Membaca Perilaku Geopolitik di Jalur Sutera (10)

Bagikan artikel ini

Naturalisasi K-Pop dan J-Rock

Untuk melemahkan “pagar timur”-nya BRICS dan SCO —Poros Komunis— Paman Sam melakukan transaksi senjata dalam jumlah signifikan dengan Taiwan untuk mengantisipasi agar Taiwan menolak tawaran Cina menjadi bagian provinsinya. Ini modus lain smart power-nya Barat, betapa tidak cuma keuntungan, yang utama adalah KETERGANTUNGAN negara pembeli kepada si produsen (AS) atas kebutuhan spare part misalnya, atau capacity building, pelatihan operator, dan lain-lain.

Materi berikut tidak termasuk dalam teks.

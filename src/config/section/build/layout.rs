//! `[build.layout]` section configuration.
//!
//! ```toml
//! [build.layout]
//! mode = "merge"
//! max_depth = 8
//! ```

use serde::{Deserialize, Serialize};

use crate::layout::InheritanceMode;

/// Layout inheritance settings.
#[derive(Debug, Clone, Serialize, Deserialize)]
#[serde(default)]
pub struct LayoutConfig {
    /// How pages inherit layouts from ancestor directories.
    pub mode: InheritanceMode,

    /// Deepest ancestor level inspected in merge mode.
    pub max_depth: usize,
}

impl Default for LayoutConfig {
    fn default() -> Self {
        Self {
            mode: InheritanceMode::Fallback,
            max_depth: 8,
        }
    }
}
//! Config field path.

use owo_colors::OwoColorize;
use std::fmt;

/// Dotted path of a config field, e.g. `build.layout.mode`.
#[derive(Debug, Clone, Copy, PartialEq, Eq)]
pub struct FieldPath(pub &'static str);

impl FieldPath {
    #[inline]
    pub const fn new(path: &'static str) -> Self {
        Self(path)
    }

    #[inline]
    pub const fn as_str(&self) -> &'static str {
        self.0
    }
}

impl fmt::Display for FieldPath {
    fn fmt(&self, f: &mut fmt::Formatter<'_>) -> fmt::Result {
        write!(f, "{}", format_args!("`{}`", self.0).bright_blue())
    }
}
//! Command-line interface definitions.

use clap::{ColorChoice, Parser, Subcommand};
use std::path::PathBuf;

use crate::layout::InheritanceMode;

/// Typage: a static site generator for Typst documents
#[derive(Parser, Debug, Clone)]
#[command(version, about, long_about = None, arg_required_else_help = true)]
pub struct Cli {
    /// Control colored output (auto, always, never)
    #[arg(long, global = true, default_value = "auto")]
    pub color: ColorChoice,

    /// Output directory path (relative to project root)
    #[arg(short, long, value_hint = clap::ValueHint::DirPath)]
    pub output: Option<PathBuf>,

    /// Content directory path (relative to project root)
    #[arg(short, long, value_hint = clap::ValueHint::DirPath)]
    pub content: Option<PathBuf>,

    /// Config file path (default: typage.toml)
    #[arg(short = 'C', long, default_value = "typage.toml", value_hint = clap::ValueHint::FilePath)]
    pub config: PathBuf,

    /// Enable verbose output for debugging
    #[arg(short, long, global = true)]
    pub verbose: bool,

    /// subcommands
    #[command(subcommand)]
    pub command: Commands,
}

/// Available subcommands
#[derive(Subcommand, Debug, Clone)]
pub enum Commands {
    /// Initialize a new site
    #[command(visible_alias = "i")]
    Init {
        /// Site directory name/path (relative to current directory)
        #[arg(value_hint = clap::ValueHint::DirPath)]
        name: Option<PathBuf>,
    },

    /// Build the site
    #[command(visible_alias = "b")]
    Build {
        #[command(flatten)]
        build_args: BuildArgs,
    },

    /// Build, then serve the output and rebuild on changes
    #[command(visible_alias = "s")]
    Serve {
        #[command(flatten)]
        build_args: BuildArgs,

        /// Network interface to bind (e.g., 127.0.0.1, 0.0.0.0)
        #[arg(short, long)]
        interface: Option<std::net::IpAddr>,

        /// Port number to listen on
        #[arg(short, long)]
        port: Option<u16>,

        /// Enable file watching for auto-rebuild
        #[arg(short, long, action = clap::ArgAction::Set, num_args = 0..=1, default_missing_value = "true", require_equals = false)]
        watch: Option<bool>,
    },
}

/// Shared build arguments for Build and Serve commands
#[derive(clap::Args, Debug, Clone)]
pub struct BuildArgs {
    /// Clean output directory completely before building
    #[arg(long)]
    pub clean: bool,

    /// Layout inheritance mode
    #[arg(short, long, value_enum)]
    pub mode: Option<InheritanceMode>,

    /// Number of pages compiled concurrently
    #[arg(short = 'j', long)]
    pub batch_size: Option<usize>,
}

impl Cli {
    pub const fn is_init(&self) -> bool {
        matches!(self.command, Commands::Init { .. })
    }
}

Langkah lainnya adalah naturalisasi. Ini mirip cara Barat menstigma jahat Iran dan Pakistan, hanya kemasannya berbeda. Bila stigmasisasi sebelumnya berkisar isue-isue kekerasan (negara) Islam demi tercipta Islamophobia, sedang untuk melemahkan pagar timur melalui sentimen ras dan upaya pengglobalan budaya Korea Selatan dan Jepang.

Awal abad ke 21 lalu, muncul gebyar media-media (dan berafiliasi ke) Barat plus Hollywood melakukan kampanye secara gegap gempita Korean-Pop (K-Pop) hampir ke seluruh penjuru dunia. Program jalinan sosial budaya dilakukan secara sistematis dan masif. Pertukaran siswa dan pelajar Korea ditingkatkan secara massal dengan sejumlah negara, terutama pada negara-negara Asia Tenggara. Hal ini terbaca sebagai bentuk naturalisasi (kampanye) kemasan lain. Sasarannya, apabila terjadi serangan militer terhadap Korea Selatan, maka seluruh dunia akan bersimpati kepada Korea, dan sebaliknya mengutuk kelompok negara penyerang. Ini bentuk supportPaman Sam mem-back up Korea Selatan, selain ribuan militernya bercokol di Seoul (28.000-an personel) secara permanen.

Naturalisasi K-Pop untuk mengglobalkan budaya Korea di panggung budaya dunia.

Demikian pula naturalisasi Japanesse Rock (J-Rock) sebelum isue K-Pop gegap gempita. Inti sasarannya, agar budaya Jepang dan Korea menjadi bagian budaya global. Dengan demikian, jika kelak terjadi perang di Asia Pasifik dan memilih lokasi di Laut Cina, maka masyarakat internasional akan mendukung kedua negara, termasuk merestui intervensi Barat dalam perang dimaksud.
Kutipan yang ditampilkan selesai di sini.